Exercise requirements: Would you copy all lines in the data that contain the word "parent"?
..............................
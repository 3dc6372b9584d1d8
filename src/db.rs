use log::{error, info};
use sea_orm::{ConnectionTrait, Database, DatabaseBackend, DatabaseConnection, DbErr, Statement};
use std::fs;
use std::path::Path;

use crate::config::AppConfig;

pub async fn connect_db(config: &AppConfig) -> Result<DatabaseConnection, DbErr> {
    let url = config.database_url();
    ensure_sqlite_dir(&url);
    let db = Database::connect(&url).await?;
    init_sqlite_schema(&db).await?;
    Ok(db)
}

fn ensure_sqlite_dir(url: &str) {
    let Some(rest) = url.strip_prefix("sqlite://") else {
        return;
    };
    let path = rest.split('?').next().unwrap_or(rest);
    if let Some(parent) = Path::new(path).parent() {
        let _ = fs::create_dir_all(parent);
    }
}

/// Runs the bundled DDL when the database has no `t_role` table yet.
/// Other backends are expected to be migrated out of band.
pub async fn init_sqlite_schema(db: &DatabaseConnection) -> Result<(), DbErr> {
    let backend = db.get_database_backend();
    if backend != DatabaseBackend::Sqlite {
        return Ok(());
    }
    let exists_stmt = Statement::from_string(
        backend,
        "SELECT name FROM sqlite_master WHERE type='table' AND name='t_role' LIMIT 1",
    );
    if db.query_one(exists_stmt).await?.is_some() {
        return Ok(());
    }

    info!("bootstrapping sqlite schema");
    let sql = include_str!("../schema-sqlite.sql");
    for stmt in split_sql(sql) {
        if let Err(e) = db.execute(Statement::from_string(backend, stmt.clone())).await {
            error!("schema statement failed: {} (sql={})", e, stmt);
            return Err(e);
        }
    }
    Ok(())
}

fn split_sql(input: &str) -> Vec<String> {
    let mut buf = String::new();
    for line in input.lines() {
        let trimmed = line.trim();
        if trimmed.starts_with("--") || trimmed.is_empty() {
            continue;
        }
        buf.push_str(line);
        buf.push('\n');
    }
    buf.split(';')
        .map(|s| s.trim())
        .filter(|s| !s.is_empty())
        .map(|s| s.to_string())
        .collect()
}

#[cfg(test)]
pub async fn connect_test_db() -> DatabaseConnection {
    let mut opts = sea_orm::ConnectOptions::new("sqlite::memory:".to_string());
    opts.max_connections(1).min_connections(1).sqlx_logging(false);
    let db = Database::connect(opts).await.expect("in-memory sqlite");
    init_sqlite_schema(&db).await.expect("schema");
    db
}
..............................
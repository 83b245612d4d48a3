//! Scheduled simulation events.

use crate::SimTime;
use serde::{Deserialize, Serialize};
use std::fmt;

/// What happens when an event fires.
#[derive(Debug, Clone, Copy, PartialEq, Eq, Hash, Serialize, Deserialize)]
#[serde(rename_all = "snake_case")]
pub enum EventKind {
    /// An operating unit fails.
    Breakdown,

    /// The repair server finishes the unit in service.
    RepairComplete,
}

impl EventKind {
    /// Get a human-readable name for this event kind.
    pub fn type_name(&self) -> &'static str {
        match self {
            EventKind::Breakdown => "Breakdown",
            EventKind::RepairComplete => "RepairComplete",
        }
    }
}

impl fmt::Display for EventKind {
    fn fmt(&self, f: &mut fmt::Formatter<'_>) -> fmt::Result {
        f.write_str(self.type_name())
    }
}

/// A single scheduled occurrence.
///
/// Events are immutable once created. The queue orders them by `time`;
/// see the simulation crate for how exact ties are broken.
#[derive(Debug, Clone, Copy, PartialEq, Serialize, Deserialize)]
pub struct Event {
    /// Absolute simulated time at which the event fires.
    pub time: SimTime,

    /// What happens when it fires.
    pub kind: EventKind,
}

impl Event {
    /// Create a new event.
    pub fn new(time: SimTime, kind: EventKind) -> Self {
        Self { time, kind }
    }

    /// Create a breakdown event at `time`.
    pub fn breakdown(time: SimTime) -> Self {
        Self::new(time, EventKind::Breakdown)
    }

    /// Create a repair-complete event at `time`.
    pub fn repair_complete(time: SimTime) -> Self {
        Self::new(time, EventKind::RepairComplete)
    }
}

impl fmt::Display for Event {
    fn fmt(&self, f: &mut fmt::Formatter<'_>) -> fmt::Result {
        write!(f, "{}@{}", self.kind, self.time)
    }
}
..............................
Solved exercise:
    if let Some(parent) = Path::new(path).parent() {
        let _ = fs::create_dir_all(parent);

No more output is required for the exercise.